(Stored items)
- - - -
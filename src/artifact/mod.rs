//! Download URL builders.
//!
//! Released artifacts are served by a Nexus artifact server through its Maven
//! redirect endpoint. Snapshot artifacts come straight from the output of the
//! last successful buildfarm job.

use std::fmt;

pub const DEFAULT_ARTIFACTS_URL: &str = "https://artifacts.metaborg.org";
pub const DEFAULT_BUILDFARM_URL: &str = "https://buildfarm.metaborg.org";

pub const DEFAULT_GROUP: &str = "org.metaborg";
pub const DEFAULT_PACKAGING: &str = "jar";
pub const LATEST_VERSION: &str = "LATEST";

/// Maven repository on the artifact server.
#[derive(Debug, Clone, Copy, PartialEq, Eq)]
pub enum Repository {
    Releases,
    Snapshots,
}

impl Repository {
    pub fn for_version(version: &str) -> Self {
        if crate::release::is_snapshot(version) {
            Repository::Snapshots
        } else {
            Repository::Releases
        }
    }

    pub fn as_str(self) -> &'static str {
        match self {
            Repository::Releases => "releases",
            Repository::Snapshots => "snapshots",
        }
    }
}

impl fmt::Display for Repository {
    fn fmt(&self, f: &mut fmt::Formatter<'_>) -> fmt::Result {
        f.write_str(self.as_str())
    }
}

/// Maven coordinates of a single downloadable file.
#[derive(Debug, Clone, PartialEq)]
pub struct Coordinate {
    pub repository: Repository,
    pub group: String,
    pub artifact: String,
    pub classifier: Option<String>,
    pub packaging: String,
    pub version: String,
}

impl Coordinate {
    /// A `jar` of the latest version in the `org.metaborg` group.
    pub fn new(repository: Repository, artifact: impl Into<String>) -> Self {
        Self {
            repository,
            group: DEFAULT_GROUP.to_string(),
            artifact: artifact.into(),
            classifier: None,
            packaging: DEFAULT_PACKAGING.to_string(),
            version: LATEST_VERSION.to_string(),
        }
    }

    pub fn classifier(mut self, classifier: impl Into<String>) -> Self {
        self.classifier = Some(classifier.into());
        self
    }

    pub fn packaging(mut self, packaging: impl Into<String>) -> Self {
        self.packaging = packaging.into();
        self
    }

    pub fn version(mut self, version: impl Into<String>) -> Self {
        self.version = version.into();
        self
    }
}

/// URL builder for the artifact server.
#[derive(Debug, Clone, PartialEq)]
pub struct ArtifactServer {
    base_url: String,
}

impl Default for ArtifactServer {
    fn default() -> Self {
        Self::new(DEFAULT_ARTIFACTS_URL)
    }
}

impl ArtifactServer {
    pub fn new(base_url: impl Into<String>) -> Self {
        let base_url = base_url.into();
        Self {
            base_url: base_url.trim_end_matches('/').to_string(),
        }
    }

    pub fn base_url(&self) -> &str {
        &self.base_url
    }

    /// Redirect endpoint resolving `coord` to the stored file.
    pub fn redirect(&self, coord: &Coordinate) -> String {
        let classifier = coord
            .classifier
            .as_deref()
            .map(|c| format!("&c={}", c))
            .unwrap_or_default();
        format!(
            "{}/service/local/artifact/maven/redirect?r={}&g={}&a={}{}&p={}&v={}",
            self.base_url,
            coord.repository,
            coord.group,
            coord.artifact,
            classifier,
            coord.packaging,
            coord.version
        )
    }

    /// Browsable directory of all released `org.metaborg` artifacts.
    pub fn releases_index(&self) -> String {
        format!(
            "{}/content/repositories/releases/org/metaborg/",
            self.base_url
        )
    }

    /// Unpacked Eclipse update site of a released version.
    pub fn unzipped_update_site(&self, version: &str) -> String {
        format!(
            "{base}/content/unzip/releases-unzipped/org/metaborg/org.metaborg.spoofax.eclipse.updatesite/{v}/org.metaborg.spoofax.eclipse.updatesite-{v}-assembly.zip-unzip/",
            base = self.base_url,
            v = version
        )
    }
}

/// URL builder for artifacts of the last successful `spoofax-releng` build.
#[derive(Debug, Clone, PartialEq)]
pub struct Buildfarm {
    base_url: String,
}

impl Default for Buildfarm {
    fn default() -> Self {
        Self::new(DEFAULT_BUILDFARM_URL)
    }
}

impl Buildfarm {
    pub fn new(base_url: impl Into<String>) -> Self {
        let base_url = base_url.into();
        Self {
            base_url: base_url.trim_end_matches('/').to_string(),
        }
    }

    pub fn base_url(&self) -> &str {
        &self.base_url
    }

    pub fn download(&self, path: &str) -> String {
        format!(
            "{}/job/metaborg/job/spoofax-releng/job/master/lastSuccessfulBuild/artifact/{}",
            self.base_url, path
        )
    }
}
- - - -
Goal of the exercise: Set down exactly, and only, the lines from the one with "impl Default for Buildfarm" to the final line of the data.

Task output:
impl Default for Buildfarm {
    fn default() -> Self {
        Self::new(DEFAULT_BUILDFARM_URL)
    }
}

impl Buildfarm {
    pub fn new(base_url: impl Into<String>) -> Self {
        let base_url = base_url.into();
        Self {
            base_url: base_url.trim_end_matches('/').to_string(),
        }
    }

    pub fn base_url(&self) -> &str {
        &self.base_url
    }

    pub fn download(&self, path: &str) -> String {
        format!(
            "{}/job/metaborg/job/spoofax-releng/job/master/lastSuccessfulBuild/artifact/{}",
            self.base_url, path
        )
    }
}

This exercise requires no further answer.